Attaining sustainable and diversified funding for R&D: DNDi welcomes the financial commitments from DFID (UK), the Bill & Melinda Gates Foundation, and public funders such as Germany, France, the Netherlands, Spain, and Switzerland, yet additional commitments from other major funders, such as the US Agency for International Development (USAID) and governments of emerging economies, must be secured to support accelerated NTD product development. In addition, new R&D incentives, such as prizes, and innovative financing mechanisms, such as a financial transaction tax (FTT) for health, must be supported.

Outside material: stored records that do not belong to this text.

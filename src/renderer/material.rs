// renderer/material.rs
use std::sync::Arc;

use serde::{Deserialize, Serialize};

use super::handles::{BufferHandle, ImageHandle, ResourcePoolHandle};
use super::uniforms::{UniformBlockSemantics, UniformInfo, UniformValue};
use crate::asset::HandleDict;

#[derive(Debug, Clone, Copy, PartialEq, Eq, Hash, Default, Serialize, Deserialize)]
pub enum MaterialBlendMode {
    #[default]
    Opaque,
    AlphaTest,
    Alpha,
    PremultipliedAlpha,
    Additive,
}

#[derive(Debug, Clone, Copy, PartialEq, Eq, Hash, Serialize, Deserialize)]
pub enum BlendFactor {
    Zero,
    One,
    SrcAlpha,
    OneMinusSrcAlpha,
}

/// Fixed-function state a backend applies before drawing a material.
#[derive(Debug, Clone, Copy, PartialEq, Eq, Hash, Serialize, Deserialize)]
pub struct BlendState {
    pub blending: bool,
    pub src: BlendFactor,
    pub dst: BlendFactor,
    pub depth_write: bool,
}

impl BlendState {
    pub const DEFAULT: Self = Self {
        blending: false,
        src: BlendFactor::One,
        dst: BlendFactor::Zero,
        depth_write: true,
    };

    const fn blended(src: BlendFactor, dst: BlendFactor) -> Self {
        Self {
            blending: true,
            src,
            dst,
            depth_write: false,
        }
    }
}

impl Default for BlendState {
    fn default() -> Self {
        Self::DEFAULT
    }
}

impl MaterialBlendMode {
    pub const fn blend_state(self) -> BlendState {
        match self {
            Self::Opaque | Self::AlphaTest => BlendState::DEFAULT,
            Self::Alpha => BlendState::blended(BlendFactor::SrcAlpha, BlendFactor::OneMinusSrcAlpha),
            Self::PremultipliedAlpha => {
                BlendState::blended(BlendFactor::One, BlendFactor::OneMinusSrcAlpha)
            }
            Self::Additive => BlendState::blended(BlendFactor::One, BlendFactor::One),
        }
    }

    pub const fn uses_blending(self) -> bool {
        self.blend_state().blending
    }
}

/// CPU mirror of one uniform block plus the image and storage-buffer tables
/// bound alongside it. Owned by the context; reached through a
/// [`UniformBlockHandle`](super::UniformBlockHandle) or
/// [`MaterialHandle`](super::MaterialHandle).
pub struct UniformResources {
    info: Option<Arc<UniformInfo>>,
    buffer: Vec<u8>,
    images: HandleDict<String, ImageHandle>,
    buffers: HandleDict<u32, BufferHandle>,
    semantic: UniformBlockSemantics,
    pub(crate) pool: ResourcePoolHandle,
}

impl UniformResources {
    pub(crate) fn new(
        info: Option<Arc<UniformInfo>>,
        semantic: UniformBlockSemantics,
        pool: ResourcePoolHandle,
    ) -> Self {
        let size = info.as_ref().map_or(0, |info| info.buffer_size());
        Self {
            info,
            buffer: vec![0; size],
            images: HandleDict::new(),
            buffers: HandleDict::new(),
            semantic,
            pool,
        }
    }

    pub fn has_uniform_block(&self) -> bool {
        self.info.is_some()
    }

    pub fn info(&self) -> Option<&UniformInfo> {
        self.info.as_deref()
    }

    pub fn semantic(&self) -> UniformBlockSemantics {
        self.semantic
    }

    pub fn size(&self) -> usize {
        self.buffer.len()
    }

    pub fn cpu_buffer(&self) -> &[u8] {
        &self.buffer
    }

    /// Writes a single (non-array) value. Returns `false` without touching
    /// the buffer when there is no block, no such field, or the field's type
    /// or array size doesn't match.
    pub fn set(&mut self, key: &str, value: impl Into<UniformValue>) -> bool {
        let value = value.into();
        let Some(info) = self.info.as_deref() else {
            return false;
        };
        let Some(field) = info.find(key) else {
            return false;
        };
        if field.ty != value.uniform_type() || field.array_size != 1 {
            return false;
        }
        value.write_std140(&mut self.buffer[field.offset..]);
        true
    }

    /// Writes a whole uniform array. Every value must have the field's type
    /// and `values.len()` must equal the declared array size.
    pub fn set_array(&mut self, key: &str, values: &[UniformValue]) -> bool {
        let Some(info) = self.info.as_deref() else {
            return false;
        };
        let Some(field) = info.find(key) else {
            return false;
        };
        if values.len() != field.array_size as usize
            || values.iter().any(|value| value.uniform_type() != field.ty)
        {
            return false;
        }
        for (i, value) in values.iter().enumerate() {
            let offset = field.offset + i * field.array_stride;
            value.write_std140(&mut self.buffer[offset..]);
        }
        true
    }

    /// Binds an image by sampler name. A rebind keeps the sampler's slot, so
    /// its texture unit does not move.
    pub fn set_image(&mut self, key: &str, image: ImageHandle) -> bool {
        if image.is_null() {
            return false;
        }
        match self.images.find_mut(key) {
            Some(bound) => {
                *bound = image;
                true
            }
            None => self.images.insert(key.to_string(), image),
        }
    }

    /// Binds (or rebinds in place) a storage buffer to a binding index.
    pub fn set_buffer(&mut self, binding: u32, buffer: BufferHandle) -> bool {
        if buffer.is_null() {
            return false;
        }
        match self.buffers.find_mut(&binding) {
            Some(bound) => {
                *bound = buffer;
                true
            }
            None => self.buffers.insert(binding, buffer),
        }
    }

    pub fn images(&self) -> &HandleDict<String, ImageHandle> {
        &self.images
    }

    pub fn storage_buffers(&self) -> &HandleDict<u32, BufferHandle> {
        &self.buffers
    }
}

#[cfg(test)]
mod tests {
    use super::*;
    use crate::renderer::uniforms::{UniformField, UniformType};
    use glam::{Mat4, Vec3, Vec4};

    fn material_info() -> Arc<UniformInfo> {
        let mut info = UniformInfo::new(160);
        let fields = [
            ("uFoo", UniformType::Float, 0, 1, 4),
            ("uTint", UniformType::Vec3, 16, 1, 12),
            ("uWeights", UniformType::Float, 32, 3, 16),
            ("uModel", UniformType::Mat4, 80, 1, 64),
        ];
        for (name, ty, offset, array_size, array_stride) in fields {
            assert!(info.push_field(UniformField {
                name: name.into(),
                ty,
                offset,
                array_size,
                array_stride,
            }));
        }
        Arc::new(info)
    }

    fn resources() -> UniformResources {
        UniformResources::new(
            Some(material_info()),
            UniformBlockSemantics::Material,
            ResourcePoolHandle::null(),
        )
    }

    #[test]
    fn set_float_round_trips_through_the_buffer() {
        let mut block = resources();
        assert!(block.set("uFoo", 3.5f32));
        assert_eq!(&block.cpu_buffer()[0..4], &3.5f32.to_ne_bytes());
    }

    #[test]
    fn wrong_type_leaves_buffer_untouched() {
        let mut block = resources();
        let before = block.cpu_buffer().to_vec();
        assert!(!block.set("uFoo", Vec4::new(1.0, 2.0, 3.0, 4.0)));
        assert!(!block.set("uMissing", 1.0f32));
        assert!(!block.set("uWeights", 1.0f32));
        assert_eq!(block.cpu_buffer(), &before[..]);
    }

    #[test]
    fn arrays_are_written_at_their_stride() {
        let mut block = resources();
        let weights = [
            UniformValue::Float(1.0),
            UniformValue::Float(2.0),
            UniformValue::Float(3.0),
        ];
        assert!(block.set_array("uWeights", &weights));
        assert!(!block.set_array("uWeights", &weights[..2]));
        for (i, expected) in [1.0f32, 2.0, 3.0].iter().enumerate() {
            let offset = 32 + i * 16;
            assert_eq!(&block.cpu_buffer()[offset..offset + 4], &expected.to_ne_bytes());
        }
    }

    #[test]
    fn matrix_and_vector_writes_land_at_reflected_offsets() {
        let mut block = resources();
        assert!(block.set("uTint", Vec3::new(0.5, 0.25, 1.0)));
        assert!(block.set("uModel", Mat4::from_translation(Vec3::new(7.0, 8.0, 9.0))));
        assert_eq!(&block.cpu_buffer()[16..20], &0.5f32.to_ne_bytes());
        // translation sits in the fourth column
        assert_eq!(&block.cpu_buffer()[80 + 48..80 + 52], &7.0f32.to_ne_bytes());
    }

    #[test]
    fn block_without_layout_rejects_values() {
        let mut block = UniformResources::new(
            None,
            UniformBlockSemantics::Material,
            ResourcePoolHandle::null(),
        );
        assert!(!block.has_uniform_block());
        assert_eq!(block.size(), 0);
        assert!(!block.set("uFoo", 1.0f32));
    }

    #[test]
    fn rebinding_keeps_image_and_buffer_slots() {
        use crate::asset::AssetCache;
        use crate::renderer::handles::{ImageFormat, ImageInterpolation, ImageTiling};

        let mut keys = AssetCache::new();
        let mut image = || {
            let key = keys.insert(());
            ImageHandle::new(
                crate::asset::Handle::from_key(key.key()),
                ImageFormat::RGBA8,
                ImageInterpolation::default(),
                ImageTiling::default(),
            )
        };
        let (albedo, mask, detail) = (image(), image(), image());

        let mut block = resources();
        assert!(block.set_image("uAlbedo", albedo));
        assert!(block.set_image("uMask", mask));
        assert!(block.set_image("uAlbedo", detail));
        let bound: Vec<_> = block
            .images()
            .iter()
            .map(|(name, image)| (name.as_str(), image.identifier()))
            .collect();
        assert_eq!(bound, vec![("uAlbedo", detail.identifier()), ("uMask", mask.identifier())]);

        let mut buffers = AssetCache::new();
        let first = BufferHandle::new(crate::asset::Handle::from_key(buffers.insert(()).key()), 64);
        let second = BufferHandle::new(crate::asset::Handle::from_key(buffers.insert(()).key()), 128);
        assert!(block.set_buffer(3, first));
        assert!(block.set_buffer(4, first));
        assert!(block.set_buffer(3, second));
        let bindings: Vec<_> = block
            .storage_buffers()
            .iter()
            .map(|(binding, buffer)| (*binding, buffer.size()))
            .collect();
        assert_eq!(bindings, vec![(3, 128), (4, 64)]);
    }

    #[test]
    fn blend_modes_map_to_fixed_states() {
        assert_eq!(MaterialBlendMode::Opaque.blend_state(), BlendState::DEFAULT);
        assert!(MaterialBlendMode::AlphaTest.blend_state().depth_write);
        let alpha = MaterialBlendMode::Alpha.blend_state();
        assert_eq!((alpha.src, alpha.dst), (BlendFactor::SrcAlpha, BlendFactor::OneMinusSrcAlpha));
        assert!(!alpha.depth_write);
        let additive = MaterialBlendMode::Additive.blend_state();
        assert_eq!((additive.src, additive.dst), (BlendFactor::One, BlendFactor::One));
        assert!(MaterialBlendMode::PremultipliedAlpha.uses_blending());
    }
}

‘To make a real difference in the lives of the poorest and most neglected populations–to bring the best science to the most neglected –we must go beyond individual success stories and move toward sustainable change, and today’s commitments show that we are headed in a right direction’, says Dr Pécoul. ‘We need both strong coordination of programmes to treat patients today and a new global framework for R&D under the leadership of WHO to ensure R&D priority setting according to needs, secure sustainable financing, and establish an enabling policy environment that guarantees both innovation and access for neglected patients.’